Big Data, data lake, Martyn Jones

If you enjoy this piece or find it useful then please consider joining The Big Data Contrarians: https://www.linkedin.com/grp/home?gid=8338976

Many thanks, Martyn.

If Princess Diana had been alive during the formative years of the Big Data revolution there would have been a plethora of influential Big Data bullshit babblers issuing their gushingly awful pieces in places like Forbes, the WSJ and professional blogging forums about the Big Data humanitarian causes closest to the heart of the peoples’ princess. And if tragedy had repeated itself, and had been reported not as paparazzi driven schmaltz or morbid vulgarity, but as something even more rancid and farcical, we would now have a Princess Diana Memorial Data Lake in some regal park in London or Milton Keynes –powered by Hadoop. Because, as the bullshit babblers would have it, “that is what she would have wanted”.

But, is this entirely fair? Should we view the outpourings of the biggest Big Data bullshit babblers on the entire internet as the inevitable result of free will, or is Big Data a message from God, in the same way that hard drugs are a signal to certain rock stars that they have too much available cash?

Which brings me to another issue. In a recent interview, I was given a list of data related terms, and was asked which one I preferred. Big Data, Smart Data, Small Data… you know what I mean. Anyway, I went off on a tangent about domestic pets and anthropomorphism. Okay, so it was logical entrapment, but I wanted to make a point. “Don´t you think that ascribing human behavior and thought to pets is a bit weird?” I asked. “No, came back the reply”. It wasn´t the answer I wanted, because the answer I wanted was “Yes, it certainly is” not a “No, that’s what my mum thinks as well”. I wanted to say see, people who ascribe human characteristics to dogs strike us as being a bit fanciful, but people who do the same for data? How can a bunch of recognizable symbols embody smartness? I mean, data by itself, of itself, is dumber than a rock.

So why do we pretend that the information, knowledge and the smarts are in the data and that data itself, without the need for any intervention (other than Hadoop, Sparke or Hive, etc.), is capable of revealing this smartness?

And the only thing I can think is that we are so desperate to sell useless crap that no one needs or wants, that we are even capable of saying the most dopiest of things in order to do so.

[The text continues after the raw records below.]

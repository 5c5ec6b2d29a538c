//! Stateful interpretation of the raw word stream
//!
//! The interpreter consumes 32-bit words (chunked or not,
//! the result is identical), reconstructs event boundaries
//! from the data header sequencing and emits hits, per-event
//! records and a set of fixed size histograms.
//!
//! Stream-consistency problems (bcid jumps, lvl1id mismatches,
//! records out of order) are counted in the error histogram
//! and never abort the stream - a noisy source must still
//! yield an analyzable bulk dataset.

use std::fmt;

use crate::constants::*;
use crate::chunk::RawWordChunk;
use crate::cluster::clusterize;
use crate::events::{Hit,
                    FeEvent,
                    EventMeta};
use crate::histograms::{Histogram1D,
                        OccupancyMap,
                        ErrorCode};
use crate::words::{classify,
                   ChipFlavor,
                   DataHeader,
                   DataRecord,
                   DecodedRecord};

/// Where we are in the word stream
#[derive(Debug, Copy, Clone, PartialEq)]
pub enum DecoderState {
  AwaitingHeader,
  InEvent,
}

/// The event currently being accumulated
///
/// Opened on the first header of a new event, flushed when
/// the next event starts or the stream ends.
#[derive(Debug, Copy, Clone)]
struct EventAccumulator {
  event_number    : u64,
  trigger_number  : u32,
  lvl1id          : u16,
  bcid_start      : u16,
  last_bcid       : u16,
  n_headers       : u8,
  hit_index_start : u64,
}

/// Stateful decoder of the raw 32-bit word stream
pub struct WordInterpreter {
  flavor             : ChipFlavor,
  /// consecutive bcid windows read out per trigger
  trig_count         : u8,
  event              : Option<EventAccumulator>,
  last_lvl1id        : Option<u16>,
  trigger_number     : u32,

  hits               : Vec<Hit>,
  events             : Vec<FeEvent>,
  event_meta         : Vec<EventMeta>,

  occupancy          : OccupancyMap,
  tot_hist           : Histogram1D,
  rel_bcid_hist      : Histogram1D,
  service_hist       : Histogram1D,
  error_hist         : Histogram1D,
  cluster_size_hist  : Histogram1D,
  cluster_tot_hist   : Histogram1D,
  clusterize_events  : bool,

  n_words            : u64,
  n_chunks           : u64,
  n_trigger_words    : u64,
  n_tdc_words        : u64,
  n_status_words     : u64,
  n_service_records  : u64,
  n_register_records : u64,
}

impl WordInterpreter {

  pub fn new(flavor : ChipFlavor) -> Self {
    Self {
      flavor,
      trig_count         : 16,
      event              : None,
      last_lvl1id        : None,
      trigger_number     : 0,
      hits               : Vec::<Hit>::new(),
      events             : Vec::<FeEvent>::new(),
      event_meta         : Vec::<EventMeta>::new(),
      occupancy          : OccupancyMap::new(),
      tot_hist           : Histogram1D::new(N_TOT_BINS),
      rel_bcid_hist      : Histogram1D::new(N_REL_BCID_BINS),
      service_hist       : Histogram1D::new(N_SERVICE_CODES),
      error_hist         : Histogram1D::new(N_ERROR_CODES),
      cluster_size_hist  : Histogram1D::new(N_CLUSTER_BINS),
      cluster_tot_hist   : Histogram1D::new(N_CLUSTER_BINS),
      clusterize_events  : true,
      n_words            : 0,
      n_chunks           : 0,
      n_trigger_words    : 0,
      n_tdc_words        : 0,
      n_status_words     : 0,
      n_service_records  : 0,
      n_register_records : 0,
    }
  }

  /// Number of consecutive bcid windows per trigger, as
  /// configured in the chip's Trig_Count register. The
  /// register value 0 means 16.
  pub fn set_trig_count(&mut self, trig_count : u8) {
    self.trig_count = if trig_count == 0 { 16 } else { trig_count };
  }

  pub fn set_clusterize(&mut self, on : bool) {
    self.clusterize_events = on;
  }

  /// Interpret a bare word slice
  pub fn interpret_words(&mut self, words : &[u32]) {
    for &word in words {
      self.interpret_word(word);
    }
  }

  /// Interpret one chunk from the readout queue or the
  /// record file. Carries no state across chunk boundaries
  /// apart from the decoder state itself, so any split of
  /// the same stream decodes identically.
  pub fn interpret_chunk(&mut self, chunk : &RawWordChunk) {
    let index_start       = self.n_words;
    let event_index_start = self.events.len() as u64;
    if chunk.error_flag != 0 {
      self.error_hist.fill(ErrorCode::Truncation.bucket());
    }
    self.interpret_words(&chunk.words);
    self.event_meta.push(EventMeta {
      event_index_start,
      event_index_stop  : self.events.len() as u64,
      timestamp_start   : chunk.timestamp_start,
      timestamp_stop    : chunk.timestamp_stop,
      data_length       : chunk.words.len() as u32,
      index_start,
      index_stop        : self.n_words,
      error_flag        : chunk.error_flag,
    });
    self.n_chunks += 1;
  }

  /// Flush the open event, if any. Call once at the end
  /// of the stream.
  pub fn finalize(&mut self) {
    if let Some(acc) = self.event.take() {
      self.flush_event(acc);
    }
  }

  fn interpret_word(&mut self, word : u32) {
    self.n_words += 1;
    match classify(word, self.flavor) {
      DecodedRecord::TriggerWord(tw) => {
        self.trigger_number = tw.counter;
        self.n_trigger_words += 1;
      }
      DecodedRecord::Status => {
        self.n_status_words += 1;
      }
      DecodedRecord::TdcWord(_) => {
        self.n_tdc_words += 1;
      }
      DecodedRecord::DataHeader(dh) => {
        self.handle_header(dh);
      }
      DecodedRecord::DataRecord(dr) => {
        self.handle_data_record(dr);
      }
      DecodedRecord::ServiceRecord(sr) => {
        self.service_hist.fill(sr.code as usize);
        self.n_service_records += 1;
      }
      DecodedRecord::AddressRecord(_) | DecodedRecord::ValueRecord(_) => {
        // register readback traffic, not event data
        self.n_register_records += 1;
      }
      DecodedRecord::Unknown(w) => {
        debug!("unknown word 0x{:08x}", w);
        self.error_hist.fill(ErrorCode::UnknownWord.bucket());
      }
    }
  }

  fn handle_header(&mut self, dh : DataHeader) {
    let continues = match self.event {
      Some(ref acc) => {
        acc.lvl1id == dh.lvl1id && acc.n_headers < self.trig_count
      }
      None => false,
    };
    if continues {
      let bcid_mask = self.flavor.bcid_mask();
      if let Some(acc) = self.event.as_mut() {
        let expected_bcid = acc.last_bcid.wrapping_add(1) & bcid_mask;
        if dh.bcid != expected_bcid {
          self.error_hist.fill(ErrorCode::BcidJump.bucket());
        }
        acc.last_bcid  = dh.bcid;
        acc.n_headers += 1;
      }
      return;
    }
    // a new event starts here
    if let Some(acc) = self.event.take() {
      self.flush_event(acc);
    }
    if let Some(last) = self.last_lvl1id {
      let expected = last.wrapping_add(1) & self.flavor.l1id_mask();
      if dh.lvl1id != expected {
        self.error_hist.fill(ErrorCode::L1idJump.bucket());
      }
    }
    self.last_lvl1id = Some(dh.lvl1id);
    self.event = Some(EventAccumulator {
      event_number    : self.events.len() as u64,
      trigger_number  : self.trigger_number,
      lvl1id          : dh.lvl1id,
      bcid_start      : dh.bcid,
      last_bcid       : dh.bcid,
      n_headers       : 1,
      hit_index_start : self.hits.len() as u64,
    });
  }

  fn handle_data_record(&mut self, dr : DataRecord) {
    let acc = match self.event {
      Some(ref acc) => *acc,
      None => {
        self.error_hist.fill(ErrorCode::UnexpectedRecord.bucket());
        return;
      }
    };
    // tot1 of 14/15 marks a late/no hit, the whole word
    // is discarded then
    if dr.tot1 >= TOT_INVALID {
      return;
    }
    let rel_bcid = acc.n_headers - 1;
    self.push_hit(&acc, rel_bcid, dr.column, dr.row, dr.tot1);
    if dr.tot2 != TOT_NO_HIT {
      if (dr.row as usize) + 1 > NROWS {
        self.error_hist.fill(ErrorCode::RowOverflow.bucket());
      } else {
        self.push_hit(&acc, rel_bcid, dr.column, dr.row + 1, dr.tot2);
      }
    }
  }

  fn push_hit(&mut self, acc : &EventAccumulator, rel_bcid : u8,
              column : u8, row : u16, tot : u8) {
    self.hits.push(Hit {
      event_number   : acc.event_number,
      trigger_number : acc.trigger_number,
      lvl1id         : acc.lvl1id,
      rel_bcid,
      column,
      row,
      tot,
    });
    self.occupancy.fill(column, row);
    self.tot_hist.fill(tot as usize);
    self.rel_bcid_hist.fill(rel_bcid as usize);
  }

  fn flush_event(&mut self, acc : EventAccumulator) {
    let hit_start = acc.hit_index_start as usize;
    let n_hits    = self.hits.len() - hit_start;
    if self.clusterize_events && n_hits > 0 {
      for cluster in clusterize(&self.hits[hit_start..]) {
        self.cluster_size_hist.fill(cluster.n_hits as usize);
        self.cluster_tot_hist.fill(cluster.charge as usize);
      }
    }
    self.events.push(FeEvent {
      event_number    : acc.event_number,
      trigger_number  : acc.trigger_number,
      lvl1id          : acc.lvl1id,
      bcid            : acc.bcid_start,
      n_headers       : acc.n_headers,
      n_hits          : n_hits as u32,
      hit_index_start : acc.hit_index_start,
    });
  }

  /// Current position in the stream state machine
  pub fn state(&self) -> DecoderState {
    match self.event {
      Some(_) => DecoderState::InEvent,
      None    => DecoderState::AwaitingHeader,
    }
  }

  pub fn hits(&self) -> &[Hit] {
    &self.hits
  }

  pub fn events(&self) -> &[FeEvent] {
    &self.events
  }

  pub fn event_meta(&self) -> &[EventMeta] {
    &self.event_meta
  }

  pub fn hits_of(&self, event : &FeEvent) -> &[Hit] {
    let start = event.hit_index_start as usize;
    &self.hits[start..start + event.n_hits as usize]
  }

  pub fn occupancy(&self) -> &OccupancyMap {
    &self.occupancy
  }

  pub fn tot_hist(&self) -> &Histogram1D {
    &self.tot_hist
  }

  pub fn rel_bcid_hist(&self) -> &Histogram1D {
    &self.rel_bcid_hist
  }

  pub fn service_hist(&self) -> &Histogram1D {
    &self.service_hist
  }

  pub fn error_hist(&self) -> &Histogram1D {
    &self.error_hist
  }

  pub fn cluster_size_hist(&self) -> &Histogram1D {
    &self.cluster_size_hist
  }

  pub fn cluster_tot_hist(&self) -> &Histogram1D {
    &self.cluster_tot_hist
  }

  pub fn n_words(&self) -> u64 {
    self.n_words
  }

  pub fn n_events(&self) -> u64 {
    self.events.len() as u64
  }

  /// Human readable decoding summary
  pub fn summary(&self) -> String {
    let mut repr = String::from("-- interpretation summary --");
    repr += &format!("\n  words            : {}", self.n_words);
    repr += &format!("\n  chunks           : {}", self.n_chunks);
    repr += &format!("\n  events           : {}", self.events.len());
    repr += &format!("\n  hits             : {}", self.hits.len());
    repr += &format!("\n  trigger words    : {}", self.n_trigger_words);
    repr += &format!("\n  tdc words        : {}", self.n_tdc_words);
    repr += &format!("\n  status words     : {}", self.n_status_words);
    repr += &format!("\n  service records  : {}", self.n_service_records);
    repr += &format!("\n  register records : {}", self.n_register_records);
    repr += &format!("\n  decoding errors  : {}", self.error_hist.total());
    repr
  }

  pub fn print_summary(&self) {
    println!("{}", self.summary());
  }
}

impl fmt::Display for WordInterpreter {
  fn fmt(&self, f: &mut fmt::Formatter) -> fmt::Result {
    write!(f, "<WordInterpreter: {} words, {} events, {} hits>",
           self.n_words, self.events.len(), self.hits.len())
  }
}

Anyway, I was at a Big Data conference recently, and every presenter selling a tool made exactly the same type of pitch. The amazing ways that their tools could establish correlations. Some of the examples of the correlations were so contrived, so obviously the creation of PR than the outcome of hands-off automated analysis, that it became seriously embarrassing, not as a professional, but as a human being. What´s more, no one mentioned the absent elephantine concept of causation, so everyone who went in clueless stayed happy in their ignorance throughout the whole wham-bam-tank-you-mam dog and pony session.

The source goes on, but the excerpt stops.